There may still be light at the end of the tunnel. Many farmers will switch from wheat or corn to soybeans, which can be sown later and for which there is a global shortage (at least for now). Others have simply planted their intended crops late in hopes that somehow, for the rest of the year, the weather will be perfect. And perhaps it will be. But the fact that we must cross our fingers at all signals that our food system isn't as durable as we believe. Already analysts are warning, for this and other reasons, of a renewed global food crisis later this year.
The root cause is not unlike what has happened with so many investment portfolios of late. By consolidating, centralizing and homogenizing our food system, we've put all our proverbial eggs in one basket. Sure, there are a hell of a lot of eggs in that basket, but when something goes wrong with it -- too much rain, too little -- we have no safety net.
As investment advisers will tell you, at least part of the solution is to diversify. By this I don't mean more farmers markets and gardens, but rather the renovation of the large-scale grain farming that provides most of our calories. To become more resilient, that system needs greater diversity at every level.
To begin with, the system needs genetic and biological diversity, which grant crops the latitude to perform well, not just in an optimal environment but in a range of conditions. As it is now, grains are planted in monocultures of DNA, often millions of acres with a single genetic code. When disaster strikes, all suffer.

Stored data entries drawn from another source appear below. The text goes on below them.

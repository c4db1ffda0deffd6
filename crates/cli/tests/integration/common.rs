//! Shared test helpers for CLI integration tests.

use std::path::PathBuf;

use assert_cmd::Command;
use assert_cmd::cargo::cargo_bin_cmd;
use tempfile::TempDir;

/// Sources built by the `shfortranflags.lua` fixture.
pub const FLAGS_SOURCES: [&str; 8] = [
  "test01.f",
  "test02.F",
  "test03.for",
  "test04.FOR",
  "test05.ftn",
  "test06.FTN",
  "test07.fpp",
  "test08.FPP",
];

/// Get path to a fixture file.
pub fn fixture_path(name: &str) -> PathBuf {
  PathBuf::from(env!("CARGO_MANIFEST_DIR"))
    .join("tests")
    .join("fixtures")
    .join(name)
}

/// Read fixture content.
pub fn fixture_content(name: &str) -> String {
  std::fs::read_to_string(fixture_path(name)).unwrap_or_else(|e| panic!("Failed to load fixture {}: {}", name, e))
}

/// Content of a Fortran source the flags tool understands.
pub fn fortran_source(name: &str) -> String {
  let suffix = name.rsplit_once('.').map(|(_, s)| s).unwrap_or("");
  format!("This is a .{suffix} file.\n#fortran\n")
}

/// Isolated build root.
///
/// Each test gets its own temporary directory holding the build script, the
/// flags tool and the sources.
pub struct TestEnv {
  pub temp: TempDir,
  pub script_path: PathBuf,
}

impl TestEnv {
  /// Create from a fixture script.
  ///
  /// Copies the fixture content to `construct.lua` next to the flags tool.
  pub fn from_fixture(name: &str) -> Self {
    let temp = TempDir::new().unwrap();
    let script_path = temp.path().join("construct.lua");
    std::fs::write(&script_path, fixture_content(name)).unwrap();
    std::fs::write(
      temp.path().join("myfortran_flags.sh"),
      fixture_content("myfortran_flags.sh"),
    )
    .unwrap();
    Self { temp, script_path }
  }

  /// Write a file relative to the build root.
  pub fn write_file(&self, relative_path: &str, content: &str) {
    let path = self.temp.path().join(relative_path);
    if let Some(parent) = path.parent() {
      std::fs::create_dir_all(parent).unwrap();
    }
    std::fs::write(&path, content).unwrap();
  }

  /// Write Fortran sources with the marker line.
  pub fn write_sources(&self, names: &[&str]) {
    for name in names {
      self.write_file(name, &fortran_source(name));
    }
  }

  pub fn read_file(&self, relative_path: &str) -> String {
    std::fs::read_to_string(self.temp.path().join(relative_path)).unwrap()
  }

  pub fn exists(&self, relative_path: &str) -> bool {
    self.temp.path().join(relative_path).exists()
  }

  /// Get a Command for the construct binary running in the build root.
  pub fn construct_cmd(&self) -> Command {
    let mut cmd: Command = cargo_bin_cmd!("construct");
    cmd.current_dir(self.temp.path());
    cmd.env_remove("RUST_LOG");
    cmd
  }
}
//! Types for build requests and their outcomes.

use std::collections::BTreeMap;
use std::fmt;
use std::path::PathBuf;
use std::sync::Arc;
use std::time::Duration;

use serde::{Deserialize, Serialize};
use thiserror::Error;

use crate::env::Environment;
use crate::registry::UnknownSuffix;
use crate::subst::CompositionError;

/// The kind of artifact a builder produces.
#[derive(Debug, Clone, Copy, PartialEq, Eq, Hash, PartialOrd, Ord, Serialize, Deserialize)]
#[serde(rename_all = "snake_case")]
pub enum TargetKind {
  /// Object file for static linking.
  StaticObject,
  /// Position-independent object file for shared libraries.
  SharedObject,
}

impl TargetKind {
  /// Variable holding the artifact name prefix for this kind.
  pub fn prefix_var(&self) -> &'static str {
    match self {
      Self::StaticObject => "OBJPREFIX",
      Self::SharedObject => "SHOBJPREFIX",
    }
  }

  /// Variable holding the artifact name suffix for this kind.
  pub fn suffix_var(&self) -> &'static str {
    match self {
      Self::StaticObject => "OBJSUFFIX",
      Self::SharedObject => "SHOBJSUFFIX",
    }
  }
}

impl fmt::Display for TargetKind {
  fn fmt(&self, f: &mut fmt::Formatter<'_>) -> fmt::Result {
    match self {
      Self::StaticObject => f.write_str("static object"),
      Self::SharedObject => f.write_str("shared object"),
    }
  }
}

/// Progress of a single build request.
///
/// `Received -> SuffixResolved -> CommandComposed -> Executed -> {Succeeded, Failed}`
#[derive(Debug, Clone, Copy, PartialEq, Eq)]
pub enum BuildState {
  Received,
  SuffixResolved,
  CommandComposed,
  Executed,
  Succeeded,
  Failed,
}

impl fmt::Display for BuildState {
  fn fmt(&self, f: &mut fmt::Formatter<'_>) -> fmt::Result {
    let s = match self {
      Self::Received => "received",
      Self::SuffixResolved => "suffix_resolved",
      Self::CommandComposed => "command_composed",
      Self::Executed => "executed",
      Self::Succeeded => "succeeded",
      Self::Failed => "failed",
    };
    f.write_str(s)
  }
}

/// A request to build one artifact from one source.
///
/// The environment is a snapshot taken when the builder was called; later
/// changes to the environment that made the request do not affect it.
#[derive(Debug, Clone)]
pub struct BuildRequest {
  pub kind: TargetKind,
  pub source: PathBuf,
  /// Explicit target name. Prefix and suffix are added when missing.
  pub target: Option<String>,
  pub env: Environment,
}

impl BuildRequest {
  pub fn new(kind: TargetKind, source: impl Into<PathBuf>, env: Environment) -> Self {
    Self {
      kind,
      source: source.into(),
      target: None,
      env,
    }
  }

  pub fn with_target(mut self, target: impl Into<String>) -> Self {
    self.target = Some(target.into());
    self
  }
}

/// How the artifact comes into existence once the command has run.
#[derive(Debug, Clone, Copy, PartialEq, Eq, Serialize, Deserialize)]
#[serde(rename_all = "snake_case")]
pub enum OutputMode {
  /// The command's stdout is written to the artifact path.
  Stdout,
  /// The command writes the artifact itself (its template names `$TARGET`).
  Tool,
}

/// A build request after suffix resolution and command composition.
#[derive(Debug, Clone, Serialize)]
pub struct PlannedBuild {
  pub kind: TargetKind,
  pub source: PathBuf,
  /// Artifact path relative to the build root.
  pub artifact: PathBuf,
  pub tool: String,
  pub command: Vec<String>,
  pub output: OutputMode,
  /// Environment variables for the child process.
  #[serde(skip)]
  pub exec_env: Arc<BTreeMap<String, String>>,
}

impl PlannedBuild {
  /// The command as a single display string.
  pub fn command_line(&self) -> String {
    self.command.join(" ")
  }
}

/// Result of a successful build.
#[derive(Debug, Clone)]
pub struct BuildResult {
  pub planned: PlannedBuild,
  /// Diagnostics the tool wrote to stderr (may be non-empty on success).
  pub stderr: String,
  pub elapsed: Duration,
}

/// Errors that end a build request in the `Failed` state.
#[derive(Debug, Error)]
pub enum BuildError {
  #[error(transparent)]
  UnknownSuffix(#[from] UnknownSuffix),

  #[error("cannot compose command for '{}': {source}", .path.display())]
  Composition { path: PathBuf, source: CompositionError },

  #[error("source '{}' not found, needed by '{}'", .path.display(), .needed_by.display())]
  SourceNotFound { path: PathBuf, needed_by: PathBuf },

  #[error("command failed with exit code {code:?}: {command}")]
  ExecutionFailure {
    command: String,
    code: Option<i32>,
    stderr: String,
  },

  #[error("command succeeded but did not produce '{}'", .path.display())]
  MissingArtifact { path: PathBuf },

  #[error("failed to start '{program}': {source}")]
  Spawn { program: String, source: std::io::Error },

  #[error("io error on '{}': {source}", .path.display())]
  Io { path: PathBuf, source: std::io::Error },
}

impl BuildError {
  /// Diagnostic output captured from the tool, if any.
  pub fn diagnostics(&self) -> Option<&str> {
    match self {
      Self::ExecutionFailure { stderr, .. } if !stderr.is_empty() => Some(stderr),
      _ => None,
    }
  }
}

The system also needs geographic diversity, meaning grain crops grown in various parts of the country, not just in the "belts" where they are now concentrated. That way, when North Dakota floods and drought hits Kansas, national wheat losses could be buffered by production in places like New Mexico, Vermont and Oregon.
Finally, the system needs a more diverse marketplace. A central reason why this spring's weather has had such impact is that farmers have so little flexibility. The commodity market, encouraged by subsidies, dictates that farmers from Ohio to Nebraska have essentially three choices of what to grow: corn, soybeans and wheat. It's not because that's what people want to eat -- most of the corn and soybeans aren't even consumed directly; they feed livestock. Instead, it's because this three-legged system is the best fit for the industrial principles that guide our food system.